So we've found a set of images that are digits, according to the model. Let's look at them:

In [11]:
plt.title("Generated Digits 0..9")
bb = vutils.make_grid(final_image, padding=2, nrow=10, normalize=True)
_ = plt.imshow(np.transpose(bb,(1,2,0)))

They certainly don't look like digits to us!

The problem here is that the classifier divides 784-dimensional space (one dimension for each of the 28x28 pixels) into 10 categories, one for each digit. This space is large, but the classifier has only seen training examples for the parts of it that look like a number. For the parts where it hasn’t seen training data, the output is basically a random choice of the 10 digits.
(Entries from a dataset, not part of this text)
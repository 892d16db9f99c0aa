//! Generate-verify harness.
//!
//! One call to [`Harness::run`] is one fuzz iteration:
//!
//! ```text
//! INIT -> WRITE -> FINALIZE -> REOPEN -> VERIFY -> CLEANUP -> DONE
//! ```
//!
//! Any failure from the filesystem, writer or reader aborts the iteration with
//! a panic, which libFuzzer records as a crash. Empty input and unsupported
//! operation types end the iteration early without a finding.

use crate::normalize::normalize_with;
use crate::operation::{DbOperations, OpType};
use sstfuzz_core::{DefaultFileSystem, FileSystem};
use sstfuzz_table::{ExternalSstFileInfo, Options, SstFileReader, SstFileWriter};
use std::fmt;
use std::path::{Path, PathBuf};
use std::sync::atomic::{AtomicU64, Ordering};
use tracing::{debug, error, warn};

/// Unwrap a capability result or abort the iteration.
macro_rules! check_ok {
    ($stage:expr, $result:expr) => {
        match $result {
            Ok(value) => value,
            Err(err) => fatal($stage, &err),
        }
    };
}

/// Step of a harness iteration.
#[derive(Debug, Clone, Copy, PartialEq, Eq)]
pub enum Stage {
    /// Resolve the artifact path and build the writer
    Init,
    /// Open the artifact and replay operations
    Write,
    /// Finish the writer
    Finalize,
    /// Open a reader on the artifact
    Reopen,
    /// Check every block checksum
    Verify,
    /// Delete the artifact
    Cleanup,
}

impl fmt::Display for Stage {
    fn fmt(&self, f: &mut fmt::Formatter<'_>) -> fmt::Result {
        let name = match self {
            Stage::Init => "init",
            Stage::Write => "write",
            Stage::Finalize => "finalize",
            Stage::Reopen => "reopen",
            Stage::Verify => "verify",
            Stage::Cleanup => "cleanup",
        };
        f.write_str(name)
    }
}

/// How an iteration ended, when it did not crash.
#[derive(Debug, Clone, PartialEq, Eq)]
pub enum Outcome {
    /// Nothing to replay; no artifact was created
    Empty,
    /// Replay stopped at an operation type the harness cannot dispatch
    Unsupported {
        /// Position of the operation in the normalized sequence
        index: usize,
        /// Its wire tag
        tag: u8,
    },
    /// The artifact was written, verified and deleted
    Verified(ExternalSstFileInfo),
}

/// Harness configuration
#[derive(Debug, Clone)]
pub struct HarnessConfig {
    /// Artifact file name inside the test directory
    pub file_name: String,
    /// Options for both the writer and the reader
    pub options: Options,
}

/// Distinguishes default artifact names of harnesses within one process.
static NEXT_ARTIFACT_ID: AtomicU64 = AtomicU64::new(0);

impl Default for HarnessConfig {
    fn default() -> Self {
        let id = NEXT_ARTIFACT_ID.fetch_add(1, Ordering::Relaxed);
        Self {
            file_name: format!("sst_file_writer_fuzzer-{}-{}.sst", std::process::id(), id),
            options: Options::default(),
        }
    }
}

impl HarnessConfig {
    /// Set the artifact file name
    pub fn with_file_name<S: Into<String>>(mut self, file_name: S) -> Self {
        self.file_name = file_name.into();
        self
    }

    /// Set the table options
    pub fn with_options(mut self, options: Options) -> Self {
        self.options = options;
        self
    }
}

/// Drives writer and reader through one generate-verify cycle per input.
pub struct Harness<F: FileSystem = DefaultFileSystem> {
    config: HarnessConfig,
    fs: F,
}

impl Harness<DefaultFileSystem> {
    /// Harness writing artifacts under the default test directory
    pub fn new(config: HarnessConfig) -> Self {
        Self::with_file_system(config, DefaultFileSystem::new())
    }
}

impl Default for Harness<DefaultFileSystem> {
    fn default() -> Self {
        Self::new(HarnessConfig::default())
    }
}

impl<F: FileSystem> Harness<F> {
    /// Harness allocating artifacts through `fs`
    pub fn with_file_system(config: HarnessConfig, fs: F) -> Self {
        Self { config, fs }
    }

    /// The active configuration
    pub fn config(&self) -> &HarnessConfig {
        &self.config
    }

    /// Normalize `input` and run one iteration on it.
    pub fn run(&self, input: DbOperations) -> Outcome {
        let ops = normalize_with(input, self.config.options.comparator.as_ref());
        self.run_normalized(&ops)
    }

    /// Run one iteration on an already normalized sequence.
    ///
    /// # Panics
    ///
    /// Panics if any filesystem, writer or reader call fails. This is the
    /// crash signal a fuzzing engine collects.
    pub fn run_normalized(&self, ops: &DbOperations) -> Outcome {
        if ops.is_empty() {
            return Outcome::Empty;
        }

        let dir = check_ok!(Stage::Init, self.fs.test_directory());
        let artifact = ArtifactGuard::new(&self.fs, dir.join(&self.config.file_name));
        let mut writer = SstFileWriter::new(self.config.options.clone());
        debug!(stage = %Stage::Init, path = %artifact.path().display(), ops = ops.len());

        check_ok!(Stage::Write, writer.open(artifact.path()));
        for (index, op) in ops.iter().enumerate() {
            match op.op_type {
                OpType::Put => check_ok!(Stage::Write, writer.put(&op.key, &op.value)),
                OpType::Merge => check_ok!(Stage::Write, writer.merge(&op.key, &op.value)),
                OpType::Delete => check_ok!(Stage::Write, writer.delete(&op.key)),
                OpType::DeleteRange => {
                    check_ok!(Stage::Write, writer.delete_range(&op.key, &op.value))
                }
                OpType::Unsupported(tag) => {
                    warn!(index, tag, "unsupported operation, skipping input");
                    drop(writer);
                    artifact.remove();
                    return Outcome::Unsupported { index, tag };
                }
            }
        }

        let info = check_ok!(Stage::Finalize, writer.finish());
        debug!(
            stage = %Stage::Finalize,
            entries = info.num_entries,
            range_deletions = info.num_range_del_entries,
            file_size = info.file_size
        );

        let mut reader = check_ok!(
            Stage::Reopen,
            SstFileReader::open(&self.config.options, artifact.path())
        );
        check_ok!(Stage::Verify, reader.verify_checksum());
        drop(reader);

        artifact.remove();
        Outcome::Verified(info)
    }
}

/// Log the failure and abort the iteration.
#[cold]
fn fatal(stage: Stage, err: &dyn fmt::Display) -> ! {
    error!(%stage, error = %err, "harness failure");
    panic!("{} failed: {}", stage, err);
}

/// Owns the artifact path for one iteration and deletes the file on every
/// exit that unwinds.
struct ArtifactGuard<'a, F: FileSystem> {
    fs: &'a F,
    path: PathBuf,
    armed: bool,
}

impl<'a, F: FileSystem> ArtifactGuard<'a, F> {
    fn new(fs: &'a F, path: PathBuf) -> Self {
        Self {
            fs,
            path,
            armed: true,
        }
    }

    fn path(&self) -> &Path {
        &self.path
    }

    /// Delete the artifact now. A failed delete is reported but not fatal.
    fn remove(mut self) {
        self.armed = false;
        if let Err(err) = self.fs.delete_file(&self.path) {
            warn!(
                stage = %Stage::Cleanup,
                path = %self.path.display(),
                error = %err,
                "failed to delete artifact"
            );
        }
    }
}

impl<F: FileSystem> Drop for ArtifactGuard<'_, F> {
    fn drop(&mut self) {
        if !self.armed {
            return;
        }
        if let Err(err) = self.fs.delete_file(&self.path) {
            debug!(path = %self.path.display(), error = %err, "artifact not removed on unwind");
        }
    }
}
When we ask the optimizer to find a ‘4’ it will find an image that SimpleDigitRecognizer strongly believes is a number ‘4’, but it will turn out to be a point somewhere in untrained backwaters of this 784-dimensional space that doesn’t look like a number ‘4’ to you or I.

One alternative is a thing called a ‘Generative Adversarial Network’ or GAN.

Working solution: GAN

Instead of driving a classifier backwards, this sets up a system of a two separate networks called a ‘Generator’ (G) and a ‘Discriminator’ (D).

The Generator is given a random seed and told to ‘generate a number 4’. It does this without ever seeing what a human-written ‘4’ looks like.

The Discriminator takes a sample image and must determine if it is a real training image, or a 'fake' output from the Generator.

These two are trained alternately:

  • The Generator learns to fool the Discriminator
  • The Discriminator learns to distinguish real from fake numbers.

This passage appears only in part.